Discours d'ouverture de conférence du vendredi 29 mars 2024

Bonjour à toutes et tous. Merci de votre présence et merci aux intervenants d’avoir
répondu à l’Institut Montparnasse pour le partage d’expériences de ce matin.
Merci au groupe VYV de son accueil et à Chloé et Florian de leur disponibilité pour
organiser ces journées sur l’éducation populaire. Merci à Olivier Boned, administrateur de l’Institut, de sa présence active.

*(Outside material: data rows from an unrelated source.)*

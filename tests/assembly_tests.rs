//! Integration tests for library manifest assembly
//!
//! Each test builds a real library tree in a temp directory and runs the
//! full pipeline against it.

use std::fs;
use std::path::Path;

use serde_json::json;
use tempfile::{tempdir, TempDir};

use component_metadata::{
    gather_metadata, read_component_meta, CompiledSchemas, ComponentKind, MetaError,
};

fn write_json(path: &Path, value: &serde_json::Value) {
    fs::create_dir_all(path.parent().unwrap()).unwrap();
    fs::write(path, serde_json::to_string_pretty(value).unwrap()).unwrap();
}

/// A library root with one declared component group and its string.
fn library_root() -> TempDir {
    let dir = tempdir().unwrap();
    write_json(
        &dir.path().join("library.json"),
        &json!({
            "namespace": "acme-ui",
            "globalStyle": false,
            "componentGroups": {
                "inputs": { "textKey": "group_inputs" }
            },
            "strings": {
                "group_inputs": { "en": "Inputs" }
            }
        }),
    );
    dir
}

/// Write a component at `rel` under the root, with its strings file
/// covering every key the metadata references.
fn write_component(root: &Path, rel: &str, meta: serde_json::Value) {
    let meta_dir = root.join(rel).join(".meta");
    let mut string_keys = vec!["label"];
    if let Some(extra) = meta.get("descriptionTextKey").and_then(|v| v.as_str()) {
        string_keys.push(extra);
    }

    let mut strings = serde_json::Map::new();
    for key in string_keys {
        strings.insert(key.to_string(), json!({ "en": "text" }));
    }

    write_json(&meta_dir.join("meta.json"), &meta);
    write_json(
        &meta_dir.join("strings.json"),
        &serde_json::Value::Object(strings),
    );
}

fn atomic(name: &str) -> serde_json::Value {
    json!({
        "displayName": name,
        "textKey": "label",
        "kind": "atomic"
    })
}

#[tokio::test]
async fn test_tree_walk_discovers_all_depths() {
    let root = library_root();

    // Components at depths 1, 2 and 3, with non-component noise around.
    write_component(root.path(), "Button", atomic("Button"));
    write_component(root.path(), "forms/TextField", atomic("TextField"));
    write_component(root.path(), "data/grid/DataGrid", atomic("DataGrid"));
    fs::create_dir_all(root.path().join("docs")).unwrap();
    fs::create_dir_all(root.path().join("forms/helpers")).unwrap();
    fs::write(root.path().join("README.md"), "readme").unwrap();

    let manifest = gather_metadata(root.path()).await.unwrap();

    assert_eq!(manifest.namespace, "acme-ui");
    assert_eq!(manifest.components.len(), 3);
    assert!(manifest.component("Button").is_some());
    assert!(manifest.component("TextField").is_some());
    assert!(manifest.component("DataGrid").is_some());
}

#[tokio::test]
async fn test_walk_stops_at_marker_directories() {
    let root = library_root();

    // A component's internal files are not re-scanned: the nested
    // component under Panel must not be discovered.
    write_component(root.path(), "Panel", atomic("Panel"));
    write_component(root.path(), "Panel/Inner", atomic("Inner"));

    let manifest = gather_metadata(root.path()).await.unwrap();

    assert_eq!(manifest.components.len(), 1);
    assert!(manifest.component("Panel").is_some());
    assert!(manifest.component("Inner").is_none());
}

#[tokio::test]
async fn test_read_component_meta_round_trip_with_defaults() {
    let root = library_root();
    write_component(root.path(), "Button", atomic("Button"));

    let schemas = CompiledSchemas::new();
    let meta = read_component_meta(&root.path().join("Button/.meta"), &schemas)
        .await
        .unwrap()
        .unwrap();

    assert_eq!(meta.display_name, "Button");
    assert_eq!(meta.text_key, "label");
    assert_eq!(meta.kind, ComponentKind::Atomic);
    // Defaults filled, nothing else invented.
    assert!(meta.props.is_empty());
    assert!(meta.prop_groups.is_empty());
    assert!(meta.strings.as_ref().unwrap().has_key("label"));
    assert!(meta.types.is_none());
    assert!(meta.layouts.is_none());
}

#[tokio::test]
async fn test_missing_string_key_is_fatal_and_named() {
    let root = library_root();
    write_component(
        root.path(),
        "Button",
        json!({
            "displayName": "Button",
            "textKey": "label",
            "kind": "atomic",
            "props": {
                "title": { "type": "string", "textKey": "nonexistent_key" }
            }
        }),
    );

    let err = gather_metadata(root.path()).await.unwrap_err();
    assert!(err.to_string().contains("acme-ui"));
    match err.root_cause() {
        MetaError::UnknownStringKey { key, location } => {
            assert_eq!(key, "nonexistent_key");
            assert!(location.contains("'title'"));
        }
        other => panic!("expected UnknownStringKey, got {other:?}"),
    }
}

#[tokio::test]
async fn test_composite_requires_layouts() {
    let root = library_root();
    write_component(
        root.path(),
        "Split",
        json!({
            "displayName": "Split",
            "textKey": "label",
            "kind": "composite"
        }),
    );

    let err = gather_metadata(root.path()).await.unwrap_err();
    assert!(matches!(
        err.root_cause(),
        MetaError::MissingField { field: "layouts", .. }
    ));
}

#[tokio::test]
async fn test_composite_rejects_empty_layouts() {
    let root = library_root();
    write_component(
        root.path(),
        "Split",
        json!({
            "displayName": "Split",
            "textKey": "label",
            "kind": "composite",
            "layouts": []
        }),
    );

    let err = gather_metadata(root.path()).await.unwrap_err();
    assert!(matches!(
        err.root_cause(),
        MetaError::MissingField { field: "layouts", .. }
    ));
}

#[tokio::test]
async fn test_atomic_does_not_require_layouts() {
    let root = library_root();
    write_component(root.path(), "Button", atomic("Button"));

    let manifest = gather_metadata(root.path()).await.unwrap();
    assert!(manifest.component("Button").unwrap().layouts.is_none());
}

#[tokio::test]
async fn test_composite_with_valid_layouts() {
    let root = library_root();
    let meta_dir = root.path().join("Split/.meta");
    write_json(
        &meta_dir.join("meta.json"),
        &json!({
            "displayName": "Split",
            "textKey": "label",
            "kind": "composite",
            "layouts": [{
                "textKey": "layout_default",
                "regions": [{
                    "component": "Pane",
                    "textKey": "region_main",
                    "descriptionTextKey": "region_main_desc",
                    "defaultEnabled": true
                }]
            }]
        }),
    );
    write_json(
        &meta_dir.join("strings.json"),
        &json!({
            "label": { "en": "Split" },
            "layout_default": { "en": "Default" },
            "region_main": { "en": "Main" },
            "region_main_desc": { "en": "Main region" }
        }),
    );

    let manifest = gather_metadata(root.path()).await.unwrap();
    let split = manifest.component("Split").unwrap();
    assert_eq!(split.kind, ComponentKind::Composite);
    assert_eq!(split.layouts.as_ref().unwrap()[0].regions.len(), 1);
}

#[tokio::test]
async fn test_prop_group_referential_integrity() {
    let root = library_root();
    let broken = json!({
        "displayName": "Button",
        "textKey": "label",
        "kind": "atomic",
        "props": {
            "x": { "type": "string", "group": "g" }
        }
    });
    write_component(root.path(), "Button", broken);

    let err = gather_metadata(root.path()).await.unwrap_err();
    assert!(matches!(
        err.root_cause(),
        MetaError::UnknownPropGroup { group, .. } if group == "g"
    ));

    // Declaring the group (with a resolvable textKey) fixes assembly.
    let meta_dir = root.path().join("Button/.meta");
    write_json(
        &meta_dir.join("meta.json"),
        &json!({
            "displayName": "Button",
            "textKey": "label",
            "kind": "atomic",
            "propGroups": [{ "name": "g", "textKey": "group_label" }],
            "props": {
                "x": { "type": "string", "group": "g" }
            }
        }),
    );
    write_json(
        &meta_dir.join("strings.json"),
        &json!({
            "label": { "en": "Button" },
            "group_label": { "en": "Group" }
        }),
    );

    let manifest = gather_metadata(root.path()).await.unwrap();
    assert!(manifest.component("Button").is_some());
}

#[tokio::test]
async fn test_undefined_component_group() {
    let root = library_root();
    write_component(
        root.path(),
        "Button",
        json!({
            "displayName": "Button",
            "textKey": "label",
            "kind": "atomic",
            "group": "outputs"
        }),
    );

    let err = gather_metadata(root.path()).await.unwrap_err();
    match err.root_cause() {
        MetaError::UndefinedComponentGroup { component, group } => {
            assert_eq!(component, "Button");
            assert_eq!(group, "outputs");
        }
        other => panic!("expected UndefinedComponentGroup, got {other:?}"),
    }
}

#[tokio::test]
async fn test_defined_component_group_succeeds() {
    let root = library_root();
    write_component(
        root.path(),
        "Button",
        json!({
            "displayName": "Button",
            "textKey": "label",
            "kind": "atomic",
            "group": "inputs"
        }),
    );

    let manifest = gather_metadata(root.path()).await.unwrap();
    assert_eq!(manifest.components_in_group("inputs").len(), 1);
}

#[tokio::test]
async fn test_not_a_component_library() {
    let dir = tempdir().unwrap();
    let err = gather_metadata(dir.path()).await.unwrap_err();
    assert!(matches!(err, MetaError::NotAComponentLibrary));
}

#[tokio::test]
async fn test_package_descriptor_fallback() {
    let dir = tempdir().unwrap();
    write_json(
        &dir.path().join("package.json"),
        &json!({
            "name": "@acme/ui",
            "version": "1.0.0",
            "componentLibrary": {
                "namespace": "acme-ui",
                "globalStyle": true
            }
        }),
    );
    write_component(dir.path(), "Button", atomic("Button"));

    let manifest = gather_metadata(dir.path()).await.unwrap();
    assert_eq!(manifest.namespace, "acme-ui");
    assert!(manifest.global_style);
    assert_eq!(manifest.components.len(), 1);
}

#[tokio::test]
async fn test_package_descriptor_without_library_key() {
    let dir = tempdir().unwrap();
    write_json(
        &dir.path().join("package.json"),
        &json!({ "name": "@acme/other" }),
    );

    let err = gather_metadata(dir.path()).await.unwrap_err();
    assert!(matches!(err, MetaError::NotAComponentLibrary));
}

#[tokio::test]
async fn test_invalid_main_metadata() {
    let dir = tempdir().unwrap();
    write_json(
        &dir.path().join("library.json"),
        &json!({ "globalStyle": false }),
    );

    let err = gather_metadata(dir.path()).await.unwrap_err();
    assert!(matches!(err, MetaError::InvalidMainMetadata { .. }));
}

#[tokio::test]
async fn test_inline_components_skip_walk() {
    let dir = tempdir().unwrap();
    write_json(
        &dir.path().join("library.json"),
        &json!({
            "namespace": "acme-ui",
            "globalStyle": false,
            "components": {
                "Button": {
                    "displayName": "Button",
                    "textKey": "label",
                    "kind": "atomic"
                }
            }
        }),
    );
    // A component directory that would be discovered by a walk.
    write_component(dir.path(), "Ignored", atomic("Ignored"));

    let manifest = gather_metadata(dir.path()).await.unwrap();
    assert_eq!(manifest.components.len(), 1);
    assert!(manifest.component("Button").is_some());
    assert!(manifest.component("Ignored").is_none());
}

#[tokio::test]
async fn test_inline_component_with_undefined_group() {
    let dir = tempdir().unwrap();
    write_json(
        &dir.path().join("library.json"),
        &json!({
            "namespace": "acme-ui",
            "globalStyle": false,
            "components": {
                "Button": {
                    "displayName": "Button",
                    "textKey": "label",
                    "kind": "atomic",
                    "group": "nowhere"
                }
            }
        }),
    );

    let err = gather_metadata(dir.path()).await.unwrap_err();
    assert!(matches!(
        err.root_cause(),
        MetaError::UndefinedComponentGroup { .. }
    ));
}

#[tokio::test]
async fn test_duplicate_display_name_fails() {
    let root = library_root();
    write_component(root.path(), "a/Button", atomic("Button"));
    write_component(root.path(), "b/Button", atomic("Button"));

    let err = gather_metadata(root.path()).await.unwrap_err();
    assert!(matches!(
        err.root_cause(),
        MetaError::DuplicateComponent { name } if name == "Button"
    ));
}

#[tokio::test]
async fn test_malformed_component_metadata() {
    let root = library_root();
    let meta_dir = root.path().join("Button/.meta");
    fs::create_dir_all(&meta_dir).unwrap();
    fs::write(meta_dir.join("meta.json"), "{broken").unwrap();

    let err = gather_metadata(root.path()).await.unwrap_err();
    assert!(err.to_string().contains("acme-ui"));
    assert!(matches!(
        err.root_cause(),
        MetaError::MalformedMetadata { .. }
    ));
}

#[tokio::test]
async fn test_unknown_metadata_key_is_fatal() {
    let root = library_root();
    let mut meta = atomic("Button");
    meta["unexpectedKey"] = json!(true);
    write_component(root.path(), "Button", meta);

    let err = gather_metadata(root.path()).await.unwrap_err();
    match err.root_cause() {
        MetaError::InvalidMetadata { violations, .. } => {
            assert!(!violations.is_empty());
        }
        other => panic!("expected InvalidMetadata, got {other:?}"),
    }
}

#[tokio::test]
async fn test_custom_types_resolved_through_sibling_file() {
    let root = library_root();
    let meta_dir = root.path().join("Chart/.meta");
    write_json(
        &meta_dir.join("meta.json"),
        &json!({
            "displayName": "Chart",
            "textKey": "label",
            "kind": "atomic",
            "props": {
                "origin": { "type": "Point" }
            }
        }),
    );
    write_json(&meta_dir.join("strings.json"), &json!({ "label": { "en": "Chart" } }));
    write_json(
        &meta_dir.join("types.json"),
        &json!({
            "Point": {
                "type": "shape",
                "fields": {
                    "x": { "type": "float" },
                    "y": { "type": "float" }
                }
            }
        }),
    );

    let manifest = gather_metadata(root.path()).await.unwrap();
    let chart = manifest.component("Chart").unwrap();
    assert!(chart.types.as_ref().unwrap().contains_key("Point"));
}

#[tokio::test]
async fn test_marker_without_meta_file_is_not_a_component() {
    let root = library_root();
    fs::create_dir_all(root.path().join("Empty/.meta")).unwrap();
    write_component(root.path(), "Button", atomic("Button"));

    let manifest = gather_metadata(root.path()).await.unwrap();
    assert_eq!(manifest.components.len(), 1);
}
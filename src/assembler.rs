//! Library tree walking and manifest assembly
//!
//! `gather_metadata` is the pipeline's entry point: it loads and validates
//! the library's main metadata, then (unless components are inlined)
//! walks the directory tree for metadata marker directories and merges
//! every discovered component into one manifest. Assembly is
//! all-or-nothing: the first error aborts the run and nothing is
//! published.
//!
//! Sibling subtrees are independent, so they are walked concurrently and
//! their completion order never affects the resulting manifest.

use std::collections::HashMap;
use std::path::{Path, PathBuf};

use futures::future::{try_join_all, BoxFuture, FutureExt};
use tracing::{debug, info};

use crate::constants::{MAIN_META_FILE, META_DIR, PACKAGE_FILE, PACKAGE_KEY};
use crate::error::{MetaError, Result};
use crate::fsread::{is_directory, read_json_file};
use crate::meta::{ComponentGroup, ComponentMeta, LibraryManifest, MainMeta};
use crate::reader::read_component_meta;
use crate::schema::CompiledSchemas;

/// Assemble the manifest of the component library rooted at `library_root`.
///
/// The returned manifest is complete and validated; on any failure the
/// error carries the library namespace plus the originating location.
pub async fn gather_metadata(library_root: impl AsRef<Path>) -> Result<LibraryManifest> {
    let root = library_root.as_ref();
    let schemas = CompiledSchemas::new();

    let main_value = read_main_meta(root).await?;

    let violations = schemas.check_main_meta(&main_value);
    if !violations.is_empty() {
        return Err(MetaError::InvalidMainMetadata { violations });
    }

    let main: MainMeta = serde_json::from_value(main_value)?;
    let namespace = main.namespace.clone();

    let components = match main.components {
        Some(inline) => {
            debug!(namespace = %namespace, "components inlined in main metadata, skipping walk");
            for meta in inline.values() {
                check_component_group(meta, &main.component_groups)?;
            }
            inline
        }
        None => {
            let discovered = walk_subtree(root.to_path_buf(), &schemas)
                .await
                .map_err(|err| err.in_namespace(&namespace))?;

            let mut components = HashMap::with_capacity(discovered.len());
            for meta in discovered {
                merge_component(&mut components, meta, &main.component_groups)
                    .map_err(|err| err.in_namespace(&namespace))?;
            }
            components
        }
    };

    info!(
        namespace = %namespace,
        components = components.len(),
        "assembled library manifest"
    );

    Ok(LibraryManifest {
        namespace,
        global_style: main.global_style,
        loaders: main.loaders,
        import: main.import,
        components,
        component_groups: main.component_groups,
        strings: main.strings,
    })
}

/// Load the raw main metadata: the main file at the library root, falling
/// back to the library key inside the package descriptor.
async fn read_main_meta(root: &Path) -> Result<serde_json::Value> {
    if let Some(value) = read_json_file(&root.join(MAIN_META_FILE)).await? {
        return Ok(value);
    }

    if let Some(package) = read_json_file(&root.join(PACKAGE_FILE)).await? {
        if let Some(value) = package.get(PACKAGE_KEY) {
            return Ok(value.clone());
        }
    }

    Err(MetaError::NotAComponentLibrary)
}

fn check_component_group(
    meta: &ComponentMeta,
    groups: &HashMap<String, ComponentGroup>,
) -> Result<()> {
    if let Some(group) = &meta.group {
        if !groups.contains_key(group) {
            return Err(MetaError::UndefinedComponentGroup {
                component: meta.display_name.clone(),
                group: group.clone(),
            });
        }
    }
    Ok(())
}

fn merge_component(
    components: &mut HashMap<String, ComponentMeta>,
    meta: ComponentMeta,
    groups: &HashMap<String, ComponentGroup>,
) -> Result<()> {
    check_component_group(&meta, groups)?;

    if components.contains_key(&meta.display_name) {
        return Err(MetaError::DuplicateComponent {
            name: meta.display_name,
        });
    }

    components.insert(meta.display_name.clone(), meta);
    Ok(())
}

/// Walk one directory subtree for component metadata.
///
/// A directory containing the metadata marker is a component: it is read
/// and its children are never scanned for nested components. Otherwise
/// all child directories (minus the marker name itself) are walked
/// concurrently.
fn walk_subtree(dir: PathBuf, schemas: &CompiledSchemas) -> BoxFuture<'_, Result<Vec<ComponentMeta>>> {
    async move {
        let marker = dir.join(META_DIR);
        if is_directory(&marker).await? {
            debug!(dir = %dir.display(), "found metadata marker");
            return Ok(read_component_meta(&marker, schemas)
                .await?
                .into_iter()
                .collect());
        }

        let mut children = Vec::new();
        let mut entries = tokio::fs::read_dir(&dir).await.map_err(|source| MetaError::Io {
            file: dir.clone(),
            source,
        })?;

        while let Some(entry) = entries.next_entry().await.map_err(|source| MetaError::Io {
            file: dir.clone(),
            source,
        })? {
            if entry.file_name() == META_DIR {
                continue;
            }

            let path = entry.path();
            if is_directory(&path).await? {
                children.push(path);
            }
        }

        let results = try_join_all(
            children
                .into_iter()
                .map(|child| walk_subtree(child, schemas)),
        )
        .await?;

        Ok(results.into_iter().flatten().collect())
    }
    .boxed()
}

C’est avec un regard multiple que j’interviens :

  • En tant que membre de l’Institut Montparnasse comme représentant du
    CIRIEC France qui effectue des recherches sur économie publique et
    économie sociale pour répondre à l’intérêt général
  • En tant que membre de la Ligue de l’enseignement, fédération d’éducation
    populaire, depuis 1973
  • En tant qu’acteur engagé dans l’ESS au titre des CRESS (ex président du
    CNCRES et du CEGES) et du Mouvement associatif

Mon interrogation sur la relation entre éducation populaire et économie sociale et
solidaire se situe essentiellement autour de 3 points principaux :

  • L’éducation populaire et ce qu’on en a fait , son évolution et sa prise en compte dans notre société
  • L’éducation populaire et l’ESS
  • Le projet politique de l’ESS

1. Interrogation sur l’éducation populaire et ce qu’on en a fait , son évolution et sa prise en compte dans notre société

C’est au XVIIIème siècle, à l’époque des Lumières que l’on fait communément
remonter l’origine de l’idée d’une « éducation populaire ». Il s’agissait de défendre un concept nouveau, dans une période où l’église avait une emprise importante : la nécessité d’une éducation de toutes et tous, et, en l’occurrence, du peuple, par le peuple, pour le peuple.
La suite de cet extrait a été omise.